Here, ChatGPT can provide a Microsoft 365 Defender hunting query to check for login attempts of the compromised email accounts, which helps to block attackers from the system and clarifies if the user needs to change their password. It is a good example to reduce time to action during a cyber incident response.
Based on the same example, you could have the same problem and find the Microsoft 365 Defender hunting query, but your system does not work with the KQL programming language. Instead of searching for the correct example in your desired language, you can do a programming language style transfer.
“This example illustrates that the underlying Codex models of ChatGPT can take a source code example and generate the example in another programming language. It also simplifies the process for the end user by adding key details to its provided answer and the methodology behind the new creation,” said AWS.
Leaders must ensure the secure use of generative AI chatbots
Like many modern-day advancements, AI and LLMs can amount to a double-edged sword from a risk perspective, so it’s important for leaders to ensure their teams are using offerings safely and securely, says Chaim Mazal, CSO at Gigamon.
“Security and legal teams should be collaborating to find the best path forward for their organisations to tap into the capabilities of these technologies without compromising intellectual property or security.”
Generative AI is based on outdated, structured data, so take it as a starting point only when evaluating its use for security and defense, says Fulmer. “For example, if using it for any of the benefits mentioned above, you have it justify its output. Take the output offline and have humans make it better, more accurate, and more actionable.”

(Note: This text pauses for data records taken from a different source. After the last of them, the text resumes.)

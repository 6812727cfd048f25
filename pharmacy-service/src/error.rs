use axum::{
    Json,
    http::StatusCode,
    response::{IntoResponse, Response},
};
use serde::Serialize;
use thiserror::Error;

/// Main service error type
#[derive(Error, Debug)]
pub enum ServiceError {
    #[error("Member not found: {member}")]
    MemberNotFound { member: String },

    #[error("Provider not found: {provider}")]
    ProviderNotFound { provider: String },

    #[error("{message}")]
    Conflict { message: String },

    #[error("Database error")]
    Database(#[from] DatabaseError),

    #[error("Cache error")]
    Cache(#[from] CacheError),

    #[error("Invalid request: {message}")]
    InvalidRequest { message: String },

    #[error("Configuration error: {message}")]
    Config { message: String },

    #[error("Internal error: {message}")]
    Internal { message: String },
}

/// Database errors
#[derive(Error, Debug)]
pub enum DatabaseError {
    #[error("Database connection failed")]
    Connection(#[source] rusqlite::Error),

    #[error("Query failed")]
    Query(#[source] rusqlite::Error),

    #[error("Migration failed: {message}")]
    Migration { message: String },

    #[error("Database lock poisoned")]
    Poisoned,
}

/// Cache backend errors
#[derive(Error, Debug)]
pub enum CacheError {
    #[error("Connection failed to cache at {url}")]
    Connection {
        url: String,
        #[source]
        source: redis::RedisError,
    },

    #[error("Cache command failed")]
    Command(#[source] redis::RedisError),

    #[error("Cached value could not be (de)serialized")]
    Serialization(#[source] serde_json::Error),
}

/// API error response body
#[derive(Serialize)]
pub struct ErrorResponse {
    pub message: String,
    #[serde(skip_serializing_if = "Option::is_none")]
    pub code: Option<String>,
    #[serde(skip_serializing_if = "Option::is_none")]
    pub details: Option<serde_json::Value>,
}

impl ServiceError {
    pub fn invalid_request(message: impl Into<String>) -> Self {
        ServiceError::InvalidRequest {
            message: message.into(),
        }
    }

    pub fn conflict(message: impl Into<String>) -> Self {
        ServiceError::Conflict {
            message: message.into(),
        }
    }

    fn status_code(&self) -> StatusCode {
        match self {
            ServiceError::MemberNotFound { .. } | ServiceError::ProviderNotFound { .. } => {
                StatusCode::NOT_FOUND
            }
            ServiceError::InvalidRequest { .. } => StatusCode::BAD_REQUEST,
            ServiceError::Conflict { .. } => StatusCode::CONFLICT,
            _ => StatusCode::INTERNAL_SERVER_ERROR,
        }
    }

    fn error_code(&self) -> &'static str {
        match self {
            ServiceError::MemberNotFound { .. } => "member_not_found",
            ServiceError::ProviderNotFound { .. } => "provider_not_found",
            ServiceError::Conflict { .. } => "conflict",
            ServiceError::Database(_) => "database_error",
            ServiceError::Cache(_) => "cache_error",
            ServiceError::InvalidRequest { .. } => "invalid_request",
            ServiceError::Config { .. } => "config_error",
            ServiceError::Internal { .. } => "internal_error",
        }
    }

    /// Message safe to hand to API clients. Server-side failures collapse to a
    /// generic message; the full chain goes to the log instead.
    fn public_message(&self) -> String {
        if self.status_code().is_server_error() {
            "Internal server error".to_string()
        } else {
            self.to_string()
        }
    }
}

impl From<validator::ValidationErrors> for ServiceError {
    fn from(errors: validator::ValidationErrors) -> Self {
        ServiceError::InvalidRequest {
            message: errors.to_string(),
        }
    }
}

impl IntoResponse for ServiceError {
    fn into_response(self) -> Response {
        let status = self.status_code();

        if status.is_server_error() {
            tracing::error!(error = %format_error_chain(&self), "Request failed");
        }

        let response = ErrorResponse {
            message: self.public_message(),
            code: Some(self.error_code().to_string()),
            details: None,
        };

        (status, Json(response)).into_response()
    }
}

/// Result type alias for service operations
pub type ServiceResult<T> = Result<T, ServiceError>;

/// Render an error with its full `source()` chain, outermost first.
pub fn format_error_chain(error: &dyn std::error::Error) -> String {
    let mut message = error.to_string();
    let mut source = error.source();
    while let Some(cause) = source {
        message.push_str(": ");
        message.push_str(&cause.to_string());
        source = cause.source();
    }
    message
}

#[cfg(test)]
mod tests {
    use super::*;

    #[test]
    fn test_status_codes() {
        assert_eq!(
            ServiceError::MemberNotFound {
                member: "7".to_string()
            }
            .status_code(),
            StatusCode::NOT_FOUND
        );
        assert_eq!(
            ServiceError::conflict("dup").status_code(),
            StatusCode::CONFLICT
        );
        assert_eq!(
            ServiceError::invalid_request("bad").status_code(),
            StatusCode::BAD_REQUEST
        );
        assert_eq!(
            ServiceError::Database(DatabaseError::Poisoned).status_code(),
            StatusCode::INTERNAL_SERVER_ERROR
        );
    }

    #[test]
    fn test_server_errors_hide_details() {
        let error = ServiceError::Internal {
            message: "connection string leaked".to_string(),
        };
        assert_eq!(error.public_message(), "Internal server error");

        let error = ServiceError::conflict("Member number 'MEM001' already exists");
        assert_eq!(error.public_message(), "Member number 'MEM001' already exists");
    }

    #[test]
    fn test_format_error_chain() {
        let error = ServiceError::Database(DatabaseError::Query(
            rusqlite::Error::InvalidColumnName("nope".to_string()),
        ));
        let chain = format_error_chain(&error);
        assert!(chain.starts_with("Database error: Query failed"));
        assert!(chain.contains("nope"));
    }
}
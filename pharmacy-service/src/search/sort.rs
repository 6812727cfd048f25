//! Sort resolver.

use std::str::FromStr;

/// A closed set of sortable fields for one record kind.
///
/// Parsing is case-insensitive; the `Default` variant is the identifier and
/// is used whenever the requested name is absent or unknown.
pub trait SortKey: FromStr + Default + Copy {
    /// Column the key orders by
    fn column(self) -> &'static str;

    /// Text columns compare without regard to case
    fn is_text(self) -> bool;
}

/// A resolved `ORDER BY` clause
#[derive(Debug, Clone, Copy, PartialEq, Eq)]
pub struct Ordering {
    pub column: &'static str,
    pub text: bool,
    pub descending: bool,
}

impl Ordering {
    /// Render as SQL. Non-identifier keys get `id ASC` as a secondary key so
    /// equal sort values still page deterministically.
    pub fn to_sql(&self) -> String {
        let direction = if self.descending { "DESC" } else { "ASC" };

        if self.column == "id" {
            format!("id {}", direction)
        } else if self.text {
            format!("fold_case({}) {}, id ASC", self.column, direction)
        } else {
            format!("{} {}, id ASC", self.column, direction)
        }
    }
}

/// Resolve a requested sort name against `K`
pub fn resolve<K: SortKey>(sort_by: Option<&str>, descending: bool) -> Ordering {
    let key = sort_by
        .map(str::trim)
        .and_then(|name| K::from_str(name).ok())
        .unwrap_or_default();

    Ordering {
        column: key.column(),
        text: key.is_text(),
        descending,
    }
}

#[cfg(test)]
mod tests {
    use super::*;
    use strum::EnumString;

    #[derive(Debug, Clone, Copy, Default, PartialEq, Eq, EnumString)]
    #[strum(ascii_case_insensitive)]
    enum Key {
        #[default]
        Id,
        Name,
        Joined,
    }

    impl SortKey for Key {
        fn column(self) -> &'static str {
            match self {
                Key::Id => "id",
                Key::Name => "name",
                Key::Joined => "joined",
            }
        }

        fn is_text(self) -> bool {
            matches!(self, Key::Name)
        }
    }

    #[test]
    fn test_names_resolve_case_insensitively() {
        assert_eq!(resolve::<Key>(Some("NAME"), false).column, "name");
        assert_eq!(resolve::<Key>(Some(" joined "), false).column, "joined");
    }

    #[test]
    fn test_unknown_and_absent_fall_back_to_id() {
        let expected = Ordering {
            column: "id",
            text: false,
            descending: true,
        };
        assert_eq!(resolve::<Key>(Some("shoeSize"), true), expected);
        assert_eq!(resolve::<Key>(None, true), expected);
        assert_eq!(resolve::<Key>(Some(""), true), expected);
    }

    #[test]
    fn test_order_by_sql() {
        assert_eq!(resolve::<Key>(None, false).to_sql(), "id ASC");
        assert_eq!(
            resolve::<Key>(Some("name"), true).to_sql(),
            "fold_case(name) DESC, id ASC"
        );
        assert_eq!(
            resolve::<Key>(Some("joined"), false).to_sql(),
            "joined ASC, id ASC"
        );
    }
}
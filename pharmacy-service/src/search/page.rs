//! Page requests and the result envelope.

use serde::{Deserialize, Serialize};

use crate::error::{ServiceError, ServiceResult};

/// Pagination and sort directives shared by every criteria type.
///
/// Numbers are signed so that out-of-range input reaches validation and is
/// reported as a bad request instead of failing deserialization.
#[derive(Debug, Clone, Default, PartialEq, Eq, Serialize, Deserialize)]
#[serde(rename_all = "camelCase")]
pub struct PageRequest {
    #[serde(default)]
    pub page_number: Option<i64>,

    #[serde(default)]
    pub page_size: Option<i64>,

    #[serde(default)]
    pub sort_by: Option<String>,

    #[serde(default)]
    pub sort_descending: bool,
}

impl PageRequest {
    /// Resolve to a concrete window, filling in `default_size` when no size
    /// was requested
    pub fn window(&self, default_size: u32) -> ServiceResult<PageWindow> {
        PageWindow::new(
            self.page_number.unwrap_or(1),
            self.page_size.unwrap_or(i64::from(default_size)),
        )
    }
}

/// A validated 1-based page number and page size
#[derive(Debug, Clone, Copy, PartialEq, Eq)]
pub struct PageWindow {
    number: u32,
    size: u32,
}

impl PageWindow {
    pub fn new(number: i64, size: i64) -> ServiceResult<Self> {
        let number = u32::try_from(number)
            .ok()
            .filter(|n| *n >= 1)
            .ok_or_else(|| ServiceError::invalid_request("Page number must be greater than 0."))?;
        let size = u32::try_from(size)
            .ok()
            .filter(|n| *n >= 1)
            .ok_or_else(|| ServiceError::invalid_request("Page size must be greater than 0."))?;

        Ok(Self { number, size })
    }

    pub fn number(&self) -> u32 {
        self.number
    }

    pub fn size(&self) -> u32 {
        self.size
    }

    /// Records skipped before this page
    pub fn offset(&self) -> u64 {
        u64::from(self.number - 1) * u64::from(self.size)
    }
}

/// One page of results plus pagination metadata
#[derive(Debug, Clone, PartialEq, Eq, Serialize, Deserialize)]
#[serde(rename_all = "camelCase")]
pub struct ResultPage<T> {
    pub items: Vec<T>,
    pub total_count: u64,
    pub page_number: u32,
    pub page_size: u32,
    pub total_pages: u64,
    pub has_previous_page: bool,
    pub has_next_page: bool,
}

impl<T> ResultPage<T> {
    pub fn new(items: Vec<T>, total_count: u64, window: PageWindow) -> Self {
        let total_pages = total_count.div_ceil(u64::from(window.size));

        Self {
            items,
            total_count,
            page_number: window.number,
            page_size: window.size,
            total_pages,
            has_previous_page: window.number > 1,
            has_next_page: u64::from(window.number) < total_pages,
        }
    }

    /// Convert every item, keeping the metadata
    pub fn map<U>(self, f: impl FnMut(T) -> U) -> ResultPage<U> {
        ResultPage {
            items: self.items.into_iter().map(f).collect(),
            total_count: self.total_count,
            page_number: self.page_number,
            page_size: self.page_size,
            total_pages: self.total_pages,
            has_previous_page: self.has_previous_page,
            has_next_page: self.has_next_page,
        }
    }
}

#[cfg(test)]
mod tests {
    use super::*;

    #[test]
    fn test_window_defaults() {
        let window = PageRequest::default().window(10).unwrap();
        assert_eq!(window.number(), 1);
        assert_eq!(window.size(), 10);
        assert_eq!(window.offset(), 0);

        let window = PageWindow::new(3, 25).unwrap();
        assert_eq!(window.offset(), 50);
    }

    #[test]
    fn test_window_rejects_non_positive() {
        assert!(matches!(
            PageWindow::new(0, 10),
            Err(ServiceError::InvalidRequest { .. })
        ));
        assert!(PageWindow::new(-4, 10).is_err());
        assert!(PageWindow::new(1, 0).is_err());
        assert!(PageWindow::new(1, i64::MAX).is_err());
    }

    #[test]
    fn test_envelope_metadata_is_consistent() {
        for total in 0..=23u64 {
            for size in 1..=7i64 {
                for number in 1..=6i64 {
                    let window = PageWindow::new(number, size).unwrap();
                    let page = ResultPage::<()>::new(Vec::new(), total, window);

                    let expected_pages = (total as f64 / size as f64).ceil() as u64;
                    assert_eq!(page.total_pages, expected_pages);
                    assert_eq!(page.has_previous_page, number > 1);
                    assert_eq!(page.has_next_page, (number as u64) < expected_pages);
                }
            }
        }
    }

    #[test]
    fn test_empty_result_has_no_pages() {
        let page = ResultPage::<()>::new(Vec::new(), 0, PageWindow::new(1, 10).unwrap());
        assert_eq!(page.total_pages, 0);
        assert!(!page.has_previous_page);
        assert!(!page.has_next_page);
    }

    #[test]
    fn test_serialized_field_names() {
        let page = ResultPage::new(vec![1, 2], 3, PageWindow::new(1, 2).unwrap());
        let json = serde_json::to_value(&page).unwrap();
        assert_eq!(json["items"], serde_json::json!([1, 2]));
        assert_eq!(json["totalCount"], 3);
        assert_eq!(json["totalPages"], 2);
        assert_eq!(json["hasPreviousPage"], false);
        assert_eq!(json["hasNextPage"], true);
    }
}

Generative AI chatbots/LLMs will ultimately enhance security and defenses naturally over time, but utilising AI/LLMs to help, not hurt, cybersecurity postures will all come down to internal communications and response. Mazal says.
“Generative AI/LLMs can be a means for engaging stakeholders to address security issues across the board in a faster, more efficient way. Leaders must communicate ways to leverage tools to support organisational goals while educating them about the potential threats.”
AI-powered chatbots also need regular updates to remain effective against threats and human oversight is essential to ensure LLMs function correctly, says Joshua Kaiser, AI technology executive and CEO at Tovie AI.
“Additionally, LLMs need contextual understanding to provide accurate responses and catch any security issues and should be tested and evaluated regularly to identify potential weaknesses or vulnerabilities.”